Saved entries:
use std::path::Path;
use std::sync::Arc;

use parking_lot::Mutex;
use rustc_hash::FxHashMap;
use tokio::fs;
use tracing::debug;

use crate::error::{Error, Result};
use crate::response::Response;

/// Upper bound on cached responses. Once reached the cache stops growing
/// and nothing is ever evicted.
pub const MAX_CACHE_ENTRIES: usize = 50;

pub const DEFAULT_DOCUMENT: &str = "index.html";

/// How a decoded request path is joined onto the static root.
#[derive(Debug, Clone, Copy, Default, PartialEq, Eq)]
pub enum PathPolicy {
    /// Plain concatenation. `..` segments are passed to the filesystem and
    /// can reach outside the root.
    #[default]
    Verbatim,
    /// `.` and `..` segments are resolved lexically first so the result
    /// stays under the root.
    Confined,
}

/// Serves files below a root directory and remembers up to
/// [`MAX_CACHE_ENTRIES`] serialized 200 responses keyed by decoded path.
///
/// Cached entries are never revalidated: a file changed on disk after it
/// was first served keeps being answered with the old bytes.
#[derive(Debug)]
pub struct StaticFiles {
    root: String,
    policy: PathPolicy,
    cache: Mutex<FxHashMap<String, Arc<[u8]>>>,
}

impl StaticFiles {
    pub fn new(root: impl Into<String>) -> Result<Self> {
        Self::with_policy(root, PathPolicy::Verbatim)
    }

    pub fn with_policy(root: impl Into<String>, policy: PathPolicy) -> Result<Self> {
        let root = root.into();
        if !Path::new(&root).exists() {
            return Err(Error::StaticRootMissing(root.into()));
        }

        Ok(Self {
            root,
            policy,
            cache: Mutex::new(FxHashMap::default()),
        })
    }

    pub fn root(&self) -> &str {
        &self.root
    }

    pub fn policy(&self) -> PathPolicy {
        self.policy
    }

    /// Returns the full serialized response for `decoded_path`.
    pub async fn resolve(&self, decoded_path: &str) -> Result<Arc<[u8]>> {
        let cached = self.cache.lock().get(decoded_path).cloned();
        if let Some(response) = cached {
            return Ok(response);
        }

        let file_path = self.file_path(decoded_path);

        // Permission and I/O problems are reported the same way as a missing file
        let is_file = match fs::metadata(&file_path).await {
            Ok(metadata) => metadata.is_file(),
            Err(e) => {
                debug!(path = %file_path, error = %e, "Static file lookup failed");
                false
            }
        };
        if !is_file {
            debug!(path = %file_path, "File not found");
            return Err(Error::NotFound(file_path));
        }

        let content = match fs::read(&file_path).await {
            Ok(content) => content,
            Err(e) => {
                debug!(path = %file_path, error = %e, "Static file read failed");
                return Err(Error::NotFound(file_path));
            }
        };

        let response: Arc<[u8]> = Response::ok(content).to_bytes().into();
        Ok(self.remember(decoded_path, response))
    }

    // Check and insert happen under one lock. If another worker cached the
    // same path first, its entry is the one everybody gets.
    fn remember(&self, decoded_path: &str, response: Arc<[u8]>) -> Arc<[u8]> {
        let mut cache = self.cache.lock();
        if let Some(existing) = cache.get(decoded_path) {
            return existing.clone();
        }
        if cache.len() < MAX_CACHE_ENTRIES {
            cache.insert(decoded_path.to_string(), response.clone());
        }
        response
    }

    /// Filesystem path a decoded request path maps to.
    pub fn file_path(&self, decoded_path: &str) -> String {
        let mut file_path = match self.policy {
            PathPolicy::Verbatim => format!("{}{}", self.root, decoded_path),
            PathPolicy::Confined => format!("{}{}", self.root, confine_path(decoded_path)),
        };

        if file_path.ends_with('/') {
            file_path.push_str(DEFAULT_DOCUMENT);
        }
        file_path
    }

    pub fn cached_len(&self) -> usize {
        self.cache.lock().len()
    }

    pub fn is_cached(&self, decoded_path: &str) -> bool {
        self.cache.lock().contains_key(decoded_path)
    }

    pub fn cached(&self, decoded_path: &str) -> Option<Arc<[u8]>> {
        self.cache.lock().get(decoded_path).cloned()
    }
}

/// Resolves `.` and `..` lexically so the result is always rooted at `/`.
/// A trailing slash is kept so directory requests still get the default
/// document.
pub fn confine_path(path: &str) -> String {
    let mut stack = Vec::new();

    for part in path.split('/') {
        match part {
            "" | "." => continue,
            ".." => {
                stack.pop();
            }
            _ => stack.push(part),
        }
    }

    let mut normalized = format!("/{}", stack.join("/"));
    if path.ends_with('/') && !normalized.ends_with('/') {
        normalized.push('/');
    }
    normalized
}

| Try it |
Throughout the records, the word "normalized" shows up on certain lines. Report how many lines, with only the number.

| Answer area |
4